- _Assignment_:
Report every line of the data that includes "QpackMaxTableCapacity".

- _Information shown_:
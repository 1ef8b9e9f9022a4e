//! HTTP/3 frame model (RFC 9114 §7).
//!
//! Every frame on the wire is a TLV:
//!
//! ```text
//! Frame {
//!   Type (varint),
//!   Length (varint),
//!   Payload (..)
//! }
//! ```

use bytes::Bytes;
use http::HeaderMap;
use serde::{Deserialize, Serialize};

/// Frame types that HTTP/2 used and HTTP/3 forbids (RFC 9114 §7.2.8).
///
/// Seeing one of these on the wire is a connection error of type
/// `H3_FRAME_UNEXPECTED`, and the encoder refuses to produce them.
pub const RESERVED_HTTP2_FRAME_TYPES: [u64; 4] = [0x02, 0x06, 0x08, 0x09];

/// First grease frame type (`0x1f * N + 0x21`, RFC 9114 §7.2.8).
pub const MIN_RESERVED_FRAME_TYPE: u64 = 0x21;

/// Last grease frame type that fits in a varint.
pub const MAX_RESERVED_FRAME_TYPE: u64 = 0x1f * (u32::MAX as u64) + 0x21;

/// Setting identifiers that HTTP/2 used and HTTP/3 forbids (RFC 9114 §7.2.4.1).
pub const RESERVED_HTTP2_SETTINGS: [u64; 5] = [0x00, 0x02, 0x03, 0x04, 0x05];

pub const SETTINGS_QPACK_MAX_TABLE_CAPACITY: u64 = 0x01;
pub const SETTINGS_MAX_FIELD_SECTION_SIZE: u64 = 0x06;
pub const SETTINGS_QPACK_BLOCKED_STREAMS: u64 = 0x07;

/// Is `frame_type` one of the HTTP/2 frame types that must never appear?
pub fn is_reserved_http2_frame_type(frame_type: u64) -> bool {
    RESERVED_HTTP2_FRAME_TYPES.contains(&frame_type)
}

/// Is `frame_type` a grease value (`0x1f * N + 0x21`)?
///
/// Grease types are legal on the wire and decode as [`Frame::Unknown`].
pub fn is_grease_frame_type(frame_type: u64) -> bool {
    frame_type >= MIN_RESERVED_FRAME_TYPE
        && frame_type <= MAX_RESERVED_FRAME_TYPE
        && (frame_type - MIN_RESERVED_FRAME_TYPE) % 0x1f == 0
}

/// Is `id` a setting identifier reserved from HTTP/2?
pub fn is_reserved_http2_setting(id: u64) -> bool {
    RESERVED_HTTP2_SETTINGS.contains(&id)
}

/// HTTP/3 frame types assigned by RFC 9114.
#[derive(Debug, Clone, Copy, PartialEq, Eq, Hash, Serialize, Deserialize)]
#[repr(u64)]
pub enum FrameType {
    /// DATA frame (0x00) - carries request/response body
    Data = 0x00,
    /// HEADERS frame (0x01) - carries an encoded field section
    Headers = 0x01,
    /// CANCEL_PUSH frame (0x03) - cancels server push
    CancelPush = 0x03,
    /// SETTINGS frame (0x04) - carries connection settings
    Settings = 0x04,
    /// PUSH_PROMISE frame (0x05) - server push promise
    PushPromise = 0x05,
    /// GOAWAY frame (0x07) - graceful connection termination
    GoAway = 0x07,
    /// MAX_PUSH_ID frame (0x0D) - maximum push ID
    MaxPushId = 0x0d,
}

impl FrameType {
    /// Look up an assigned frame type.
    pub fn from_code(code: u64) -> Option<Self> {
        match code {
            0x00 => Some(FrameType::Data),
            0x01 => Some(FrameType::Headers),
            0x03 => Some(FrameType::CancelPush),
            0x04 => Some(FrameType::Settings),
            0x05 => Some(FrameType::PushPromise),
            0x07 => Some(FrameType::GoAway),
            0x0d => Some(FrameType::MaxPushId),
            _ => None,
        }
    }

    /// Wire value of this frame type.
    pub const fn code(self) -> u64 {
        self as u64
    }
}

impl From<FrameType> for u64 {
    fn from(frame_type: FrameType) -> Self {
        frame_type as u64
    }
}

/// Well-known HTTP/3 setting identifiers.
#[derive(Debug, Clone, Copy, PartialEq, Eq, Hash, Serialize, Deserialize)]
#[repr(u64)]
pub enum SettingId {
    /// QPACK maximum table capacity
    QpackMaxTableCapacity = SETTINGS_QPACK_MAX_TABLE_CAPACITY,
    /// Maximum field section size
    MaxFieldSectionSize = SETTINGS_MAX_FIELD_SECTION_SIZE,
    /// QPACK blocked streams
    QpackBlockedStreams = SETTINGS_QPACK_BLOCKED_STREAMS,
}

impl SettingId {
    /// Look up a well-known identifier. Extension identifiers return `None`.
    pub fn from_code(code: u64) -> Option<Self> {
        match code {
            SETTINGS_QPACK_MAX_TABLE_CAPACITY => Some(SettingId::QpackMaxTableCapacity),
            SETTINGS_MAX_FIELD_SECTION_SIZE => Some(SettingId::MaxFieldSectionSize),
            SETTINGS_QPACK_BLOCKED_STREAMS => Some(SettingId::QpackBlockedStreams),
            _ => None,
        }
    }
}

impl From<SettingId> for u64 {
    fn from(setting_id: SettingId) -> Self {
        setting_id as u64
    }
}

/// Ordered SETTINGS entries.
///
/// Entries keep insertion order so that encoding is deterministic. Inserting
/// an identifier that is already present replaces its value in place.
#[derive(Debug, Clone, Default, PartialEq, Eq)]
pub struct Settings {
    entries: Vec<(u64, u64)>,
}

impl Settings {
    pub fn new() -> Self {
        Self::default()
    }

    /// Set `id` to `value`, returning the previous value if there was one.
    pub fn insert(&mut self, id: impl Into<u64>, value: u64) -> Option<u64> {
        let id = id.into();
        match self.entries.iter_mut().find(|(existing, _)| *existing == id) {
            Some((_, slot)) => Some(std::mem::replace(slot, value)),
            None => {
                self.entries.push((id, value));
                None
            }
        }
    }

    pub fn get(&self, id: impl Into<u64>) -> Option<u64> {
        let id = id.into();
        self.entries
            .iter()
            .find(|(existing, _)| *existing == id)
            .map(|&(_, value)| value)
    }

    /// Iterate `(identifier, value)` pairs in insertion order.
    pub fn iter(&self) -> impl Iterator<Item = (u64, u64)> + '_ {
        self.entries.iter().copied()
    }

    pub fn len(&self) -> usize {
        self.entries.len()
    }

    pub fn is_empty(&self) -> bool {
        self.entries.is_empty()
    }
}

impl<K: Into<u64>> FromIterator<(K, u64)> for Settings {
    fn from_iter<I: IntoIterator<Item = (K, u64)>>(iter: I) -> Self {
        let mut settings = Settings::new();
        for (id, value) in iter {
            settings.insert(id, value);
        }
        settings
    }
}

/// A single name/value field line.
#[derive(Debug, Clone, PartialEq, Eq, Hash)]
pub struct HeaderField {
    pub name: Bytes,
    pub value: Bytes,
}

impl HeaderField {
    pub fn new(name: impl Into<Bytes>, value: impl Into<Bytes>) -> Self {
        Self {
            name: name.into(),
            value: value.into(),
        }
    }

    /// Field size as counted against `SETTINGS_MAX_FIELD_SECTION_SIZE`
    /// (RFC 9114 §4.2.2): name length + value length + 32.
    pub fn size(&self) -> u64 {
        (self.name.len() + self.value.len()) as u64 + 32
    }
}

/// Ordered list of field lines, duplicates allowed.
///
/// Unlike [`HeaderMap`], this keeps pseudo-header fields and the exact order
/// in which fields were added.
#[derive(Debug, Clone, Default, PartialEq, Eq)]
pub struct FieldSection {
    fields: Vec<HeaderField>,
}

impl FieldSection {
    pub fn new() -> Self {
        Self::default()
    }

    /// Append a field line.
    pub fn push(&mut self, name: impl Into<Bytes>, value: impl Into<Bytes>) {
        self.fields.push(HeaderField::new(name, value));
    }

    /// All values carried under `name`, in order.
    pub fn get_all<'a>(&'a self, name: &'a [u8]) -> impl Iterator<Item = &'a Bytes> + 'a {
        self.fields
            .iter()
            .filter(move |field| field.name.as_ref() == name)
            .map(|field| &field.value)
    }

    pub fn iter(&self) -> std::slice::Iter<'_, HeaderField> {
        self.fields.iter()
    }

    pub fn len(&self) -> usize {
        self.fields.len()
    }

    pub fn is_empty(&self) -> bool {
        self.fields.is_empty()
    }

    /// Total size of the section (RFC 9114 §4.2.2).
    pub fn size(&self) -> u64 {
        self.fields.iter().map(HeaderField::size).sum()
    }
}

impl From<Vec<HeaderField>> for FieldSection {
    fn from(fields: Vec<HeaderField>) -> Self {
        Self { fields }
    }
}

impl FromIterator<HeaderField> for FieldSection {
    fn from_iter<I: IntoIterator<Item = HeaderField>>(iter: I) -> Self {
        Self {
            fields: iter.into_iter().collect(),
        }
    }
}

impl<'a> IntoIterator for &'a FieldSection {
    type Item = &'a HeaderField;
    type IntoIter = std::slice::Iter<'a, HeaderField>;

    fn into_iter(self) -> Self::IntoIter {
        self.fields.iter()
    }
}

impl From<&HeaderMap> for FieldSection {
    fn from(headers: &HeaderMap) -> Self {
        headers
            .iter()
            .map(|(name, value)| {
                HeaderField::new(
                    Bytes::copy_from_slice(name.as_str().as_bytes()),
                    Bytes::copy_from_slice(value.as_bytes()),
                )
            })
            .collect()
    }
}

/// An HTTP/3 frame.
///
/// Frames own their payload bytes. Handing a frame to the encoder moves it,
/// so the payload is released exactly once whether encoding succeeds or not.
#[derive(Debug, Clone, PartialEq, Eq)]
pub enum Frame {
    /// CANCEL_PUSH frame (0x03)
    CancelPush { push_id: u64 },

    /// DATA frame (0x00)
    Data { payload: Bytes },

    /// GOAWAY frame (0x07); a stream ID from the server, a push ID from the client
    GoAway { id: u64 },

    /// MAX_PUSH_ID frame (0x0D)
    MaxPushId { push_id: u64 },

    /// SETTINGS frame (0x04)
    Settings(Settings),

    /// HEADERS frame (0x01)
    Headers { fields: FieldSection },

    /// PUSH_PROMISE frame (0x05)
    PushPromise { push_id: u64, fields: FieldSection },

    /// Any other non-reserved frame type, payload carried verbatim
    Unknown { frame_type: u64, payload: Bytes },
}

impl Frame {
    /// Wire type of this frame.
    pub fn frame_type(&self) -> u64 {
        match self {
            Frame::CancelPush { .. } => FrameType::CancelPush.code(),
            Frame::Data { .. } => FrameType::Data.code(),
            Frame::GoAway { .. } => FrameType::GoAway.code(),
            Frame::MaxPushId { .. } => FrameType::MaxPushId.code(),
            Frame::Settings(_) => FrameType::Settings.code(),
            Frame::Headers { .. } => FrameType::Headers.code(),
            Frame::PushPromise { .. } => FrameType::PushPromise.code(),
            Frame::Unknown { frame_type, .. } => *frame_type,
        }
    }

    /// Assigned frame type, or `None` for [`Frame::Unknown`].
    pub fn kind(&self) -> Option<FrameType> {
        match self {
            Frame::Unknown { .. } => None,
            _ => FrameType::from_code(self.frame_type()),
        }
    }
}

- _Answer below_:
    QpackMaxTableCapacity = SETTINGS_QPACK_MAX_TABLE_CAPACITY,
            SETTINGS_QPACK_MAX_TABLE_CAPACITY => Some(SettingId::QpackMaxTableCapacity),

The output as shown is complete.